僕がそう聞くと、渋沢さんはポツリポツリと話し始めた。年配の女性客が1年前に販売された商品を持ってきて、「私にはサイズが小さかったので返品してほしい」と言ってきたそう。渋沢さんが「お客様都合の返品はできかねます」と言うと、その女性は「じゃあどんな理由なら返品できるの! あんたみたいな下っ端じゃ話にならないから店長とか責任者呼んできてよ!」と店内中に響き渡るような金切り声で絶叫したという。結局は店長が対応して返品することになったけれど、その女性客は要注意人物として系列店にも情報共有されたらしい。

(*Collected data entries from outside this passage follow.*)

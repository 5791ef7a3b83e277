//! Transactional store boundary for entries and grants.
//!
//! The ledger assumes only what is defined here: filtered queries, single-row
//! lookups and an atomic read-modify-write scope with store-managed retry.

pub mod in_memory;
pub mod r#trait;

pub use in_memory::InMemoryLedgerStore;
pub use r#trait::{EntryQuery, LedgerStore, LedgerTx, Side, StoreError};
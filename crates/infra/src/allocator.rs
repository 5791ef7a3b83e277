//! Credit grant allocator service.
//!
//! Administration (create, list, void, balance) plus the burn-down walk over
//! an owner's active grants. The walk itself lives in `ledgerkit_credits`;
//! this layer adds persistence.
//!
//! A burn persists each grant deduction in its own transaction. There is no
//! transaction spanning grants, so a failure mid-walk keeps the deductions
//! already applied.

use std::collections::BTreeMap;

use chrono::Utc;
use tracing::{debug, info, instrument, warn};

use ledgerkit_core::{Currency, GrantId, LedgerConfig, LedgerError, TenantId};
use ledgerkit_credits::{
    BurnOutcome, BurnStep, CreditGrant, NewGrant, order_active, preview, take, walk,
};

use crate::error::ServiceError;
use crate::store::LedgerStore;

#[derive(Debug, Clone)]
pub struct CreditAllocator<S> {
    store: S,
    config: LedgerConfig,
}

impl<S> CreditAllocator<S> {
    pub fn new(store: S, config: LedgerConfig) -> Self {
        Self { store, config }
    }

    pub fn config(&self) -> &LedgerConfig {
        &self.config
    }
}

impl<S: LedgerStore> CreditAllocator<S> {
    #[instrument(skip(self, request), fields(owner = %request.owner_id, amount = request.amount), err)]
    pub fn create_grant(
        &self,
        tenant_id: TenantId,
        request: NewGrant,
    ) -> Result<CreditGrant, ServiceError> {
        let grant = request.into_grant(self.config.default_grant_currency, Utc::now())?;
        self.store.run_in_transaction(tenant_id, |tx| {
            tx.put_grant(grant.clone())?;
            Ok::<_, ServiceError>(())
        })?;

        info!(grant_id = %grant.id, currency = %grant.currency, "created credit grant");
        Ok(grant)
    }

    /// Every grant of the owner in any state, oldest first.
    pub fn list_grants(
        &self,
        tenant_id: TenantId,
        owner_id: &str,
    ) -> Result<Vec<CreditGrant>, ServiceError> {
        let mut grants = self.store.grants_for_owner(tenant_id, owner_id)?;
        grants.sort_by(|a, b| a.created_at.cmp(&b.created_at).then_with(|| a.id.cmp(&b.id)));
        Ok(grants)
    }

    pub fn get_grant(&self, tenant_id: TenantId, id: GrantId) -> Result<CreditGrant, ServiceError> {
        self.store
            .get_grant(tenant_id, id)?
            .ok_or(ServiceError::Ledger(LedgerError::NotFound))
    }

    /// Grants that can be spent right now, in spending order.
    pub fn active_grants(
        &self,
        tenant_id: TenantId,
        owner_id: &str,
    ) -> Result<Vec<CreditGrant>, ServiceError> {
        let grants = self.store.grants_for_owner(tenant_id, owner_id)?;
        Ok(order_active(grants, Utc::now()))
    }

    /// Unspent credit over active grants, per currency.
    pub fn credit_balance(
        &self,
        tenant_id: TenantId,
        owner_id: &str,
    ) -> Result<BTreeMap<Currency, i64>, ServiceError> {
        let mut totals = BTreeMap::new();
        for grant in self.active_grants(tenant_id, owner_id)? {
            let total = totals.entry(grant.currency).or_insert(0_i64);
            *total = total.saturating_add(grant.remaining);
        }
        Ok(totals)
    }

    #[instrument(skip(self), err)]
    pub fn void_grant(&self, tenant_id: TenantId, id: GrantId) -> Result<CreditGrant, ServiceError> {
        let voided = self.store.run_in_transaction(tenant_id, |tx| {
            let mut grant = tx.get_grant(id)?.ok_or(LedgerError::NotFound)?;
            grant.void(Utc::now())?;
            tx.put_grant(grant.clone())?;
            Ok::<_, ServiceError>(grant)
        })?;

        info!(grant_id = %voided.id, remaining = voided.remaining, "voided credit grant");
        Ok(voided)
    }

    /// Consume `amount` from the owner's active grants. `remaining` on the
    /// outcome is the overage no grant could cover.
    ///
    /// With a non-empty `meter_id`, grants whose eligibility excludes it are
    /// skipped. If a grant's transaction fails after earlier grants were
    /// deducted, the error is [`ServiceError::PartialBurn`] carrying those
    /// deductions.
    #[instrument(skip(self), err)]
    pub fn burn_credits(
        &self,
        tenant_id: TenantId,
        owner_id: &str,
        amount: i64,
        meter_id: Option<&str>,
    ) -> Result<BurnOutcome, ServiceError> {
        if amount <= 0 {
            return Ok(BurnOutcome {
                steps: Vec::new(),
                remaining: amount,
            });
        }
        let meter_id = meter_id.filter(|m| !m.is_empty());
        let candidates = self.active_grants(tenant_id, owner_id)?;

        let burn_one = |candidate: CreditGrant, outstanding: i64| -> Result<BurnStep, ServiceError> {
            let deducted = self.store.run_in_transaction(tenant_id, |tx| {
                let Some(mut grant) = tx.get_grant(candidate.id)? else {
                    return Ok::<_, ServiceError>(0);
                };
                let deducted = take(&mut grant, outstanding, meter_id, Utc::now());
                if deducted > 0 {
                    tx.put_grant(grant)?;
                } else {
                    debug!(grant_id = %candidate.id, "grant gave nothing toward burn");
                }
                Ok(deducted)
            })?;
            Ok(BurnStep {
                grant_id: candidate.id,
                deducted,
            })
        };

        match walk(candidates, amount, burn_one) {
            Ok(outcome) => {
                info!(
                    grants = outcome.steps.len(),
                    overage = outcome.remaining,
                    "burned credits"
                );
                Ok(outcome)
            }
            Err((outcome, err)) if outcome.steps.is_empty() => Err(err),
            Err((outcome, err)) => {
                warn!(
                    applied = amount - outcome.remaining,
                    error = %err,
                    "burn stopped part way"
                );
                Err(ServiceError::PartialBurn {
                    outcome,
                    source: Box::new(err),
                })
            }
        }
    }

    /// Overage an unmetered [`burn_credits`](Self::burn_credits) would return
    /// against the current grant state. Writes nothing.
    pub fn burn_credits_preview(
        &self,
        tenant_id: TenantId,
        owner_id: &str,
        amount: i64,
    ) -> Result<i64, ServiceError> {
        let grants = self.active_grants(tenant_id, owner_id)?;
        Ok(preview(&grants, amount))
    }
}
use std::sync::Arc;

use serde::{Deserialize, Serialize};
use thiserror::Error;

use ledgerkit_core::{Currency, EntryId, GrantId, Participant, TenantId};
use ledgerkit_credits::CreditGrant;
use ledgerkit_ledger::LedgerEntry;

/// Which side of an entry a query matches the participant against.
#[derive(Debug, Copy, Clone, PartialEq, Eq, Serialize, Deserialize)]
#[serde(rename_all = "lowercase")]
pub enum Side {
    Source,
    Destination,
    /// Source or destination; lets one read cover every entry an owner touches.
    Either,
}

/// Filtered entry query. Always scoped to one live/test partition.
#[derive(Debug, Clone, PartialEq, Eq, Serialize, Deserialize)]
pub struct EntryQuery {
    pub test: bool,
    pub participant: Participant,
    pub side: Side,
    pub currency: Option<Currency>,
}

impl EntryQuery {
    pub fn new(test: bool, participant: Participant, side: Side) -> Self {
        Self {
            test,
            participant,
            side,
            currency: None,
        }
    }

    pub fn in_currency(mut self, currency: Option<Currency>) -> Self {
        self.currency = currency;
        self
    }

    pub fn matches(&self, entry: &LedgerEntry) -> bool {
        if entry.test != self.test {
            return false;
        }
        if self.currency.is_some_and(|c| c != entry.currency) {
            return false;
        }
        let is_owner = |side: &Option<Participant>| side.as_ref() == Some(&self.participant);
        match self.side {
            Side::Source => is_owner(&entry.source),
            Side::Destination => is_owner(&entry.destination),
            Side::Either => is_owner(&entry.source) || is_owner(&entry.destination),
        }
    }
}

/// Store operation error.
///
/// These are **infrastructure errors**; they reach callers unmodified and are
/// never mapped onto the ledger's business error taxonomy.
#[derive(Debug, Error)]
pub enum StoreError {
    /// A concurrent transaction committed first and the retry budget ran out.
    #[error("transaction conflict: {0}")]
    Conflict(String),

    #[error("store unavailable: {0}")]
    Unavailable(String),
}

/// Reads and buffered writes inside one atomic transaction.
///
/// Reads observe the transaction's own pending writes. Nothing is visible to
/// other callers until the transaction commits.
pub trait LedgerTx {
    fn query_entries(&self, query: &EntryQuery) -> Result<Vec<LedgerEntry>, StoreError>;
    fn get_entry(&self, id: EntryId) -> Result<Option<LedgerEntry>, StoreError>;
    fn put_entry(&mut self, entry: LedgerEntry) -> Result<(), StoreError>;

    fn grants_for_owner(&self, owner_id: &str) -> Result<Vec<CreditGrant>, StoreError>;
    fn get_grant(&self, id: GrantId) -> Result<Option<CreditGrant>, StoreError>;
    fn put_grant(&mut self, grant: CreditGrant) -> Result<(), StoreError>;
}

/// Tenant-scoped transactional store for ledger entries and credit grants.
///
/// ## Transaction semantics
///
/// `run_in_transaction` executes `f` against a [`LedgerTx`] and commits its
/// writes atomically. Implementations detect conflicting commits within the
/// tenant and re-run `f` from scratch, up to their configured attempt budget,
/// before surfacing [`StoreError::Conflict`]. An error returned by `f` aborts
/// the transaction without retry and discards every pending write.
pub trait LedgerStore: Send + Sync {
    fn query_entries(
        &self,
        tenant_id: TenantId,
        query: &EntryQuery,
    ) -> Result<Vec<LedgerEntry>, StoreError>;

    fn get_entry(
        &self,
        tenant_id: TenantId,
        id: EntryId,
    ) -> Result<Option<LedgerEntry>, StoreError>;

    fn grants_for_owner(
        &self,
        tenant_id: TenantId,
        owner_id: &str,
    ) -> Result<Vec<CreditGrant>, StoreError>;

    fn get_grant(
        &self,
        tenant_id: TenantId,
        id: GrantId,
    ) -> Result<Option<CreditGrant>, StoreError>;

    fn run_in_transaction<T, E, F>(&self, tenant_id: TenantId, f: F) -> Result<T, E>
    where
        F: FnMut(&mut dyn LedgerTx) -> Result<T, E>,
        E: From<StoreError>;
}

impl<S> LedgerStore for Arc<S>
where
    S: LedgerStore,
{
    fn query_entries(
        &self,
        tenant_id: TenantId,
        query: &EntryQuery,
    ) -> Result<Vec<LedgerEntry>, StoreError> {
        (**self).query_entries(tenant_id, query)
    }

    fn get_entry(
        &self,
        tenant_id: TenantId,
        id: EntryId,
    ) -> Result<Option<LedgerEntry>, StoreError> {
        (**self).get_entry(tenant_id, id)
    }

    fn grants_for_owner(
        &self,
        tenant_id: TenantId,
        owner_id: &str,
    ) -> Result<Vec<CreditGrant>, StoreError> {
        (**self).grants_for_owner(tenant_id, owner_id)
    }

    fn get_grant(
        &self,
        tenant_id: TenantId,
        id: GrantId,
    ) -> Result<Option<CreditGrant>, StoreError> {
        (**self).get_grant(tenant_id, id)
    }

    fn run_in_transaction<T, E, F>(&self, tenant_id: TenantId, f: F) -> Result<T, E>
    where
        F: FnMut(&mut dyn LedgerTx) -> Result<T, E>,
        E: From<StoreError>,
    {
        (**self).run_in_transaction(tenant_id, f)
    }
}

 そんなことなら僕にも考えがある。すかさず立ち上がり、僕は自動販売機で渋沢さんがいつも飲んでいるいちごミルクを買って渡した。

「いいんですか? ありがとうございます」

そう言われたので、僕は

「今日じゃなくても良いんで、これ飲んで元気出してくださいね」

と返した。渋沢さんは「あ、あの……」と言いにくそうに話を切り出す。僕が「何ですか?」と聞くと、

「どこかで今日のお礼させていただきたいので、連絡先聞いても良いですか? 彼女さんとかいらっしゃったらごめんなさい」

とのことだった。

「なんだそんなこと……。良いっすよ。俺彼女いないし結婚もしてないんで」

僕は渋沢さんにスマホを向けてLINEのQRコードを差し出す。渋沢さんは震える手で僕のLINEのQRコードを読み込んだ。僕から連絡先を聞きたかったので、先を越された気分だった。しかし渋沢さんから連絡先を聞かれるなんて思っていなかったので、僕は純粋に嬉しかったのだ。